### Source information
--
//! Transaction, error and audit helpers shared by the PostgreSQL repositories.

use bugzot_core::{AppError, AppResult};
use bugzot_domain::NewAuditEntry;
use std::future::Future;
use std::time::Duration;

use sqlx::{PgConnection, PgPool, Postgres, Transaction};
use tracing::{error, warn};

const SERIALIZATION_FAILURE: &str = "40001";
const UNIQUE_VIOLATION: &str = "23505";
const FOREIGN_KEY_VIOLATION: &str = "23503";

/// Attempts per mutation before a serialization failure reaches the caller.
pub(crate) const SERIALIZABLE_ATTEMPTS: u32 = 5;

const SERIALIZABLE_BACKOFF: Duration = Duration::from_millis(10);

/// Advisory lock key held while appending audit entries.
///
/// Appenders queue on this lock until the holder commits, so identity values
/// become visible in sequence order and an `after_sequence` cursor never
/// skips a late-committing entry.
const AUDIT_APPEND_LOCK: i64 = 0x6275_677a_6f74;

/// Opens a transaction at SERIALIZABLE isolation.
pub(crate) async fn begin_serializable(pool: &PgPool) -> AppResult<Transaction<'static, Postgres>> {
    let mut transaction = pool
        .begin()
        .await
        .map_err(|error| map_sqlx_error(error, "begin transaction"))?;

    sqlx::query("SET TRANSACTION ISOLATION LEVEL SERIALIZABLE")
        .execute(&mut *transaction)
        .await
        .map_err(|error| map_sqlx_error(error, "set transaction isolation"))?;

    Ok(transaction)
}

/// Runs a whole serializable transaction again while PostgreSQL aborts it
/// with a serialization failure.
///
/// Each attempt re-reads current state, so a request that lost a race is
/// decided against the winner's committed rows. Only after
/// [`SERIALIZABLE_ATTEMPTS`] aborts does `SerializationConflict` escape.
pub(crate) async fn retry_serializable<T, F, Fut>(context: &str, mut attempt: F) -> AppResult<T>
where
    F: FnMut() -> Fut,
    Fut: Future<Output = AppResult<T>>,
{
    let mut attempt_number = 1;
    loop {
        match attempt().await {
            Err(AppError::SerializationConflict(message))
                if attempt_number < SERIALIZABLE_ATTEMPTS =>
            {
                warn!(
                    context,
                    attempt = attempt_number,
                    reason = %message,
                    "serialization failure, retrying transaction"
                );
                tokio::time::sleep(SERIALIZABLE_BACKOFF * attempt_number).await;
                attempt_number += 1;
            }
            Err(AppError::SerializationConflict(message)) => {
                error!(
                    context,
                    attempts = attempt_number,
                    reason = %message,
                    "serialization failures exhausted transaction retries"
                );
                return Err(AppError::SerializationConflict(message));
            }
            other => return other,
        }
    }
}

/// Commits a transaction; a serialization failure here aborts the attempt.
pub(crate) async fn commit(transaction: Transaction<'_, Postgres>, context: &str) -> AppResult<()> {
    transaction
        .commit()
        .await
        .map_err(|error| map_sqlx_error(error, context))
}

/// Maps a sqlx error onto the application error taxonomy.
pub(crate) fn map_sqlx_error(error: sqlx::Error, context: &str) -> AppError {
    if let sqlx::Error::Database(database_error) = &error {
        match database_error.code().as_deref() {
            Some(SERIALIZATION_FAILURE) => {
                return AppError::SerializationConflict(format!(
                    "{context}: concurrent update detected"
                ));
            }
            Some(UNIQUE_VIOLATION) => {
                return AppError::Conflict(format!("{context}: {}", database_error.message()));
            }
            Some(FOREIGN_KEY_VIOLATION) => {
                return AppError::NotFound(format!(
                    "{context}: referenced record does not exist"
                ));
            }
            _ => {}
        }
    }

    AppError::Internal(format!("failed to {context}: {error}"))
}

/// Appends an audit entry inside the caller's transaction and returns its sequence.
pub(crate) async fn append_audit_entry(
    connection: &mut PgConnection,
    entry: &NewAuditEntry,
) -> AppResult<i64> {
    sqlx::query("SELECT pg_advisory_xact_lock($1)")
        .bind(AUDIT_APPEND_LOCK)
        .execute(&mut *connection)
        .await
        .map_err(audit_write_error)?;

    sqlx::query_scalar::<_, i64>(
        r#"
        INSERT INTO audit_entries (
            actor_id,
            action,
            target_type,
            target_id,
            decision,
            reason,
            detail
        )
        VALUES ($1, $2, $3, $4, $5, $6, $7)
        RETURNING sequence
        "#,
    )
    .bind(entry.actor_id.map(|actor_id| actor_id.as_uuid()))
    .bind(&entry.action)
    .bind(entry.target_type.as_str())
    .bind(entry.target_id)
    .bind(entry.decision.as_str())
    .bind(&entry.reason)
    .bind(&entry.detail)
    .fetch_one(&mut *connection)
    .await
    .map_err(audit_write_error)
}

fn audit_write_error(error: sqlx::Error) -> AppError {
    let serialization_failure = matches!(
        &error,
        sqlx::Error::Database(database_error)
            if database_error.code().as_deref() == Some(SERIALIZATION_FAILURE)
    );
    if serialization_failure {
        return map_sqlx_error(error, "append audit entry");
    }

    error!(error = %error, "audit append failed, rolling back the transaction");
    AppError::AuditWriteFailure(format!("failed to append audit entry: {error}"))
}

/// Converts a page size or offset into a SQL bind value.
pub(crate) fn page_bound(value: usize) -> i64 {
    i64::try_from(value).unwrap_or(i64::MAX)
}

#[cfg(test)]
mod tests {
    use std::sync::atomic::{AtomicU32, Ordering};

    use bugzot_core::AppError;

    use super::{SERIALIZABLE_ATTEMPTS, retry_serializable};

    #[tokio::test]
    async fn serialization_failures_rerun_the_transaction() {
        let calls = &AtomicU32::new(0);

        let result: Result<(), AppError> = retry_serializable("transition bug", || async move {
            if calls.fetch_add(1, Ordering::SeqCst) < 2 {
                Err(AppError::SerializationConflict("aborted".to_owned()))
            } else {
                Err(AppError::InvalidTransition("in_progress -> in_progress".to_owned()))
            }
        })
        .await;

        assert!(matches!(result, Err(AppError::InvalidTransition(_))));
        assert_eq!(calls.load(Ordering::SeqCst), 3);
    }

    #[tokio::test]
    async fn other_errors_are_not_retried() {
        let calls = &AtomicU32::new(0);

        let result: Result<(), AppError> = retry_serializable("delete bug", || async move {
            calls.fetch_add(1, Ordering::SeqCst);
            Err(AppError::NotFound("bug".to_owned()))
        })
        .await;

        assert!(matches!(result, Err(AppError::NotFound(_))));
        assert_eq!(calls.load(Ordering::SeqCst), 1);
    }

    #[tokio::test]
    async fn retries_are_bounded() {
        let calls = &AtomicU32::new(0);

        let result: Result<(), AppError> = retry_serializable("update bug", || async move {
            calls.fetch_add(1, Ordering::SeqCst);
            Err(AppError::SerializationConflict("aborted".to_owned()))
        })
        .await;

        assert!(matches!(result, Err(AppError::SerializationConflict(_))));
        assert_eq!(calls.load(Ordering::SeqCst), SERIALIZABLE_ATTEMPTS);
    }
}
--
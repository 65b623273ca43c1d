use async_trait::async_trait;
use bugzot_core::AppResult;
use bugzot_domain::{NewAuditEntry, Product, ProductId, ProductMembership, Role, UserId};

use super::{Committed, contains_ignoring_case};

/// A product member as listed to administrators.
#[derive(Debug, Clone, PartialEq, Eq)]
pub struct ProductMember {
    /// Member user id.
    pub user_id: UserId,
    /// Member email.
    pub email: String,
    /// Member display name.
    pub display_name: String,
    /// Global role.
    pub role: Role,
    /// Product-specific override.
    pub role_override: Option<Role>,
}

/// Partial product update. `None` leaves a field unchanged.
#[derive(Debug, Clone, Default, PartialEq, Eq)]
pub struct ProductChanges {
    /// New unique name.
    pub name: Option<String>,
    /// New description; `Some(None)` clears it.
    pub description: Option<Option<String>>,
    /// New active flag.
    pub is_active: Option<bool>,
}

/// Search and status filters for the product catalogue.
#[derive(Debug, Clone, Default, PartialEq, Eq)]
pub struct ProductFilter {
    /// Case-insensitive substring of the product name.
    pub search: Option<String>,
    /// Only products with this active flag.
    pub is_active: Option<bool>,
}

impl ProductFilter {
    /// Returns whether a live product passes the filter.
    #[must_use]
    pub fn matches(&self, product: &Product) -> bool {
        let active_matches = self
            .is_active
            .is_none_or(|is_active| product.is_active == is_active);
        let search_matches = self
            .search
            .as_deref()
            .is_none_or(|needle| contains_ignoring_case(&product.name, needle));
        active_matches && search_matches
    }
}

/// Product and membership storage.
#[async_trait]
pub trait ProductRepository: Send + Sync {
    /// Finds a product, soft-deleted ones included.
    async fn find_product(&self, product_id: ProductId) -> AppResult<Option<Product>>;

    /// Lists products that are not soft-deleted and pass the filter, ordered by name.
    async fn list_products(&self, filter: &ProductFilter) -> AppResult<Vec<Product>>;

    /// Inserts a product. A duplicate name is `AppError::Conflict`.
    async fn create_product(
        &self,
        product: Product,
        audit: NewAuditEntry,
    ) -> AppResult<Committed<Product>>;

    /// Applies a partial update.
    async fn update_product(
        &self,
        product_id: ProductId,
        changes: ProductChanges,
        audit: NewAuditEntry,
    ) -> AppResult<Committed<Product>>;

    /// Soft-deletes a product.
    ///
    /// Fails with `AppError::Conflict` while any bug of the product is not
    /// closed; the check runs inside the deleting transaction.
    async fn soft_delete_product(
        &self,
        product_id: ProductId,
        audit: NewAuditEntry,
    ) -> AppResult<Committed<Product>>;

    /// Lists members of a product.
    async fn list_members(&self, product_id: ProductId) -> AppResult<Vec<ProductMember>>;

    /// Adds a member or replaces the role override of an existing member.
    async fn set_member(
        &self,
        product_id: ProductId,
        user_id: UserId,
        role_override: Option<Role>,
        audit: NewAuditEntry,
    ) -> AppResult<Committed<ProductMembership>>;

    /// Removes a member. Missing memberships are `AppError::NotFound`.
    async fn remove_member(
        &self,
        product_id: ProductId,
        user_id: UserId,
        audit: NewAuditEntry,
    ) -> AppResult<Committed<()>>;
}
--
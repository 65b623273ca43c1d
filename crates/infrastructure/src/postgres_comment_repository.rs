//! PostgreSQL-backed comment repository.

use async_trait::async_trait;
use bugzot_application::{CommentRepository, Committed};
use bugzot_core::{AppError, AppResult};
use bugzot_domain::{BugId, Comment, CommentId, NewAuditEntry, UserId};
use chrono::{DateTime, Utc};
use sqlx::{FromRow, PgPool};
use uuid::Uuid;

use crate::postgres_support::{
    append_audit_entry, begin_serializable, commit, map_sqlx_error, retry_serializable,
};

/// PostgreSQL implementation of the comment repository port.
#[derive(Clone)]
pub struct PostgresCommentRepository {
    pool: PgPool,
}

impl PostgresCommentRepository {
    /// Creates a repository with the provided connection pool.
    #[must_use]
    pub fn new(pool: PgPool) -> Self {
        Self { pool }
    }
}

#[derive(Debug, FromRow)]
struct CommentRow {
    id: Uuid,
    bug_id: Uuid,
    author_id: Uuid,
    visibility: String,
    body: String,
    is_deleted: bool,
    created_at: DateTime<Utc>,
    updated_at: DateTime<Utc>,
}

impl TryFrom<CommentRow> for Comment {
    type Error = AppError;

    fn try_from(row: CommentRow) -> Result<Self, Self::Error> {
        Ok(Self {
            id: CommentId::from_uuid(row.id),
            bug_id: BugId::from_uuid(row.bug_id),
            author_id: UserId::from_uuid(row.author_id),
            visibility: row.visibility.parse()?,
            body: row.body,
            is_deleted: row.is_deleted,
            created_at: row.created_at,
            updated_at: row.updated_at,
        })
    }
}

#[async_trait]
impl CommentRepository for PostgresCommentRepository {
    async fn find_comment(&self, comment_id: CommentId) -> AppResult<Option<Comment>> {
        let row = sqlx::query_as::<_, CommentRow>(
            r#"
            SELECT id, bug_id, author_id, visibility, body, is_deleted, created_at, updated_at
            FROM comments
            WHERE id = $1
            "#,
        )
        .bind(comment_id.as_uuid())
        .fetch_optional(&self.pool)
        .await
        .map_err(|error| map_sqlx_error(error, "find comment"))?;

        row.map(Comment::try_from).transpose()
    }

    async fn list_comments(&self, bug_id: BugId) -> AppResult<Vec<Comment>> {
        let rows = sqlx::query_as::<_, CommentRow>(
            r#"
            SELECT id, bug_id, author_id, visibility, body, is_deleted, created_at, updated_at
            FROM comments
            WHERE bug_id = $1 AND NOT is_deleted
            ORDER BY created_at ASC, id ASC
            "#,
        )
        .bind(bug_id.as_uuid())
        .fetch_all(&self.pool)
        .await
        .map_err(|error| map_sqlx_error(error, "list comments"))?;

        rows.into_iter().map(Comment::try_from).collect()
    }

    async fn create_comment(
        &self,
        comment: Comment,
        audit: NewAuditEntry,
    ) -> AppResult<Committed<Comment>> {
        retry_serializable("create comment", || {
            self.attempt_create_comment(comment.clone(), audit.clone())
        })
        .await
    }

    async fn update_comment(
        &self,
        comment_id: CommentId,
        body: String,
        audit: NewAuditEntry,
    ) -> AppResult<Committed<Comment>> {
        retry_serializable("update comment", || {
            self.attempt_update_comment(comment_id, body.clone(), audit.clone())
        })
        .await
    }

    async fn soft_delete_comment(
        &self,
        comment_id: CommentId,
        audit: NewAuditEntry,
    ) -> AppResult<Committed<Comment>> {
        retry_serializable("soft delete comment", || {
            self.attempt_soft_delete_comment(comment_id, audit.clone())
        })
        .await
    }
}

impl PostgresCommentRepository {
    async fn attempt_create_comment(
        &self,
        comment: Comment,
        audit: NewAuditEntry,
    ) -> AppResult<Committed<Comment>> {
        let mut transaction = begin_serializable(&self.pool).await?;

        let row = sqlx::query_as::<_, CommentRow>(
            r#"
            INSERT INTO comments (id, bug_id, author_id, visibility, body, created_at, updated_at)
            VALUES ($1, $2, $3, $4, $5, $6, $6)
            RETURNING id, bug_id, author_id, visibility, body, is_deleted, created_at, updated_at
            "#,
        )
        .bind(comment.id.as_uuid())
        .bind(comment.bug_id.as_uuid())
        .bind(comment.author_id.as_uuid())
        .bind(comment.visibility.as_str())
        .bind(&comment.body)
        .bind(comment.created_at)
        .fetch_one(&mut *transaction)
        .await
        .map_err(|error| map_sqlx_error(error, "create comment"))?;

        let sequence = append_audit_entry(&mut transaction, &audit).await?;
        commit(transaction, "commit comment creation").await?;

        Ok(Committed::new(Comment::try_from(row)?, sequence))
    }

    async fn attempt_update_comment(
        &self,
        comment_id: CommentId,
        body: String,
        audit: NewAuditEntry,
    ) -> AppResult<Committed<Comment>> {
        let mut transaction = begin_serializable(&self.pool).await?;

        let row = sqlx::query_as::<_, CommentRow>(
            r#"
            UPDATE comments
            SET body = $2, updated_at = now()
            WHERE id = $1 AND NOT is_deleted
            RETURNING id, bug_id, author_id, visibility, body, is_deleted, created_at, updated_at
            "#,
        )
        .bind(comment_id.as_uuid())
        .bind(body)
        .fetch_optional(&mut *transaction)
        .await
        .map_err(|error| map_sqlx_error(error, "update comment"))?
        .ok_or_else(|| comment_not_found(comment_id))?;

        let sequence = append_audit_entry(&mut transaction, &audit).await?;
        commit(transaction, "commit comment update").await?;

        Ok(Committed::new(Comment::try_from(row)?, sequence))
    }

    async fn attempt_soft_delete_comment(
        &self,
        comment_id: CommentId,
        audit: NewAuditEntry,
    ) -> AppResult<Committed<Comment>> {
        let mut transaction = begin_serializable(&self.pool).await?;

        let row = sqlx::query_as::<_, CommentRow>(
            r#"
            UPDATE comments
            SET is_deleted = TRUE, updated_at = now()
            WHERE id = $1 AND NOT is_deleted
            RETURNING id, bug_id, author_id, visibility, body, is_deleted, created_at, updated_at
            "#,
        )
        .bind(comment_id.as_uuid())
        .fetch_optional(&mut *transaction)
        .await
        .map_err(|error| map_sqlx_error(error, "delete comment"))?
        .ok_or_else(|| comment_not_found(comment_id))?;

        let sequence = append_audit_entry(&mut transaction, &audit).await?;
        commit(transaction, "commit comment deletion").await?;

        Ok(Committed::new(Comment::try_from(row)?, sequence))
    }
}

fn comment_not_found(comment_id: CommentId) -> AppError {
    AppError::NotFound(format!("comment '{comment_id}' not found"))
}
--
### Task instructions
Precisely the lines between those holding "the PostgreSQL repositories." and "const SERIALIZATION_FAILURE: &str", inclusive, are to be reproduced from the listing above, with nothing added.

### Task result
//! Transaction, error and audit helpers shared by the PostgreSQL repositories.

use bugzot_core::{AppError, AppResult};
use bugzot_domain::NewAuditEntry;
use std::future::Future;
use std::time::Duration;

use sqlx::{PgConnection, PgPool, Postgres, Transaction};
use tracing::{error, warn};

const SERIALIZATION_FAILURE: &str = "40001";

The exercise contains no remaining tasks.